Your task —
The answer must be one number: how many lines of the records contain "struct".

Extracted entries —

--- START ---

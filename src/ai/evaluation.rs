//! State evaluation for the expectimax tier
//!
//! `score = α·payout − β·cost − γ·weather_penalty`
//!
//! Payout favours being close to where jobs need the courier next. Cost
//! punishes low stamina, heavy loads and bad weather. The function is pure.

use serde::Serialize;

use crate::ai::config::{EvaluationConfig, TierMultipliers};
use crate::ai::AgentSnapshot;
use crate::core::types::Position;
use crate::jobs::{Job, JobView};
use crate::weather::WeatherView;

/// Terms of a single evaluation
#[derive(Debug, Clone, Copy, PartialEq, Serialize)]
pub struct ScoreBreakdown {
    pub payout: f32,
    pub cost: f32,
    pub weather_penalty: f32,
    pub total: f32,
}

/// Score a hypothetical state
pub fn evaluate(
    state: &AgentSnapshot,
    weather: Option<&dyn WeatherView>,
    jobs: Option<&dyn JobView>,
    config: &EvaluationConfig,
) -> f32 {
    score_breakdown(state, weather, jobs, config).total
}

/// Score a hypothetical state and keep the individual terms
pub fn score_breakdown(
    state: &AgentSnapshot,
    weather: Option<&dyn WeatherView>,
    jobs: Option<&dyn JobView>,
    config: &EvaluationConfig,
) -> ScoreBreakdown {
    let multiplier = crate::weather::multiplier_or_clear(weather);
    let adverse = if multiplier < 1.0 { 1.0 - multiplier } else { 0.0 };

    let payout = jobs.map_or(0.0, |jobs| expected_payout(state.position, jobs, config));

    let mut cost = 0.0;
    if state.stamina < config.low_stamina_threshold {
        cost += config.low_stamina_cost;
    }
    cost += config.weight_cost * state.carried_weight;
    cost += adverse * config.weather_cost_scale;

    let weather_penalty = adverse * config.weather_penalty_scale;

    let total = config.payout_weight * payout
        - config.cost_weight * cost
        - config.weather_weight * weather_penalty;

    ScoreBreakdown {
        payout,
        cost,
        weather_penalty,
        total,
    }
}

fn expected_payout(from: Position, jobs: &dyn JobView, config: &EvaluationConfig) -> f32 {
    let accepted = jobs.accepted_jobs();
    let mut payout = 0.0;

    for job in accepted {
        payout += if job.is_picked_up() {
            discounted(job, from, job.dropoff, &config.picked, config)
        } else {
            discounted(job, from, job.pickup, &config.accepted, config)
        };
    }

    for job in jobs.offered_jobs() {
        if accepted.iter().any(|a| a.id == job.id) {
            continue;
        }
        payout += discounted(job, from, job.pickup, &config.offered, config);
    }

    payout
}

/// `payout / (distance + 1)` scaled by the distance tier
fn discounted(
    job: &Job,
    from: Position,
    to: Position,
    tiers: &TierMultipliers,
    config: &EvaluationConfig,
) -> f32 {
    let distance = from.manhattan(&to);
    let multiplier = if distance <= config.near_tiles {
        tiers.near
    } else if distance <= config.mid_tiles {
        tiers.mid
    } else {
        tiers.far
    };
    job.payout / (distance as f32 + 1.0) * multiplier
}
pub mod error;
pub mod types;

pub use error::{CourierError, Result};
pub use types::{JobId, Position, Step};
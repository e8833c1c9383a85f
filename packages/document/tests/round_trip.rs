//! Property tests for the hierarchy codec
//!
//! Trees are generated with at most one parent edge per library, the shape
//! every saved document has.

use hierarchy_document::{
    decode, default_tree, encode, validate, Bounds, DiagramShape, EdgeLayout, HierarchyTree,
    LibraryNode, ParentEdge, Waypoint, DEFAULT_ROOT_NAME, ROOT_LIBRARY_ID,
};
use proptest::prelude::*;
use proptest::sample::Index;

#[derive(Debug, Clone)]
struct LibrarySpec {
    name: String,
    framework_id: Option<String>,
    description: Option<String>,
    position: Option<(f64, f64)>,
    parent: Option<Index>,
    routed: bool,
}

fn text() -> impl Strategy<Value = String> {
    r#"[A-Za-z0-9 _&<>'"-]{0,16}"#
}

fn coordinate() -> impl Strategy<Value = f64> {
    (-2000i32..2000).prop_map(|v| f64::from(v) / 2.0)
}

fn library() -> impl Strategy<Value = LibrarySpec> {
    (
        text(),
        proptest::option::of(text()),
        proptest::option::of(text()),
        proptest::option::of((coordinate(), coordinate())),
        any::<Option<Index>>(),
        any::<bool>(),
    )
        .prop_map(
            |(name, framework_id, description, position, parent, routed)| LibrarySpec {
                name,
                framework_id,
                description,
                position,
                parent,
                routed,
            },
        )
}

fn build(root_name: &str, specs: &[LibrarySpec]) -> HierarchyTree {
    let mut tree = default_tree(root_name);
    let mut ids = vec![ROOT_LIBRARY_ID.to_string()];

    for (i, spec) in specs.iter().enumerate() {
        let id = format!("lib_{}", i);
        let element_id = format!("Activity_{}", i);

        let mut node = LibraryNode::new(&id, &element_id, &spec.name);
        node.attributes.framework_id = spec.framework_id.clone();
        node.attributes.description = spec.description.clone();
        tree.insert_node(node, None);

        if let Some((x, y)) = spec.position {
            tree.layout.shapes.insert(
                id.clone(),
                DiagramShape::for_element(&element_id, Bounds::library_at(x, y)),
            );
        }

        if let Some(parent) = &spec.parent {
            let edge_id = format!("Flow_{}", i);
            tree.insert_edge(ParentEdge::new(&edge_id, parent.get(&ids).as_str(), &id), None);
            if spec.routed {
                tree.layout.edges.insert(
                    edge_id.clone(),
                    EdgeLayout::new(
                        format!("{}_di", edge_id),
                        vec![Waypoint { x: 1.5, y: 2.0 }, Waypoint { x: 3.0, y: -4.5 }],
                    ),
                );
            }
        }

        ids.push(id);
    }

    tree
}

proptest! {
    #[test]
    fn decode_inverts_encode(root_name in text(), specs in prop::collection::vec(library(), 0..10)) {
        let tree = build(&root_name, &specs);
        let encoded = encode(&tree).unwrap();
        let decoded = decode(&encoded, DEFAULT_ROOT_NAME).unwrap();
        prop_assert_eq!(decoded, tree);
    }

    #[test]
    fn encoding_is_stable(specs in prop::collection::vec(library(), 0..10)) {
        let tree = build("Root", &specs);
        let first = encode(&tree).unwrap();
        let second = encode(&decode(&first, DEFAULT_ROOT_NAME).unwrap()).unwrap();
        prop_assert_eq!(first, second);
    }

    #[test]
    fn single_parent_trees_are_valid(specs in prop::collection::vec(library(), 0..10)) {
        let tree = build("Root", &specs);
        prop_assert!(validate(&tree).is_valid());
    }
}

#[test]
fn test_node_order_follows_insertion() {
    let specs: Vec<LibrarySpec> = (0..4)
        .map(|i| LibrarySpec {
            name: format!("Library {}", i),
            framework_id: None,
            description: None,
            position: Some((0.0, f64::from(i) * 100.0)),
            parent: None,
            routed: false,
        })
        .collect();
    let tree = build("Root", &specs);

    let encoded = encode(&tree).unwrap();
    let positions: Vec<usize> = ["SubProcess_Root", "Activity_0", "Activity_1", "Activity_2", "Activity_3"]
        .iter()
        .map(|id| encoded.find(&format!("<bpmn:subProcess id=\"{}\"", id)).unwrap())
        .collect();
    assert!(positions.windows(2).all(|pair| pair[0] < pair[1]));
}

--- END ---

Answer area —
2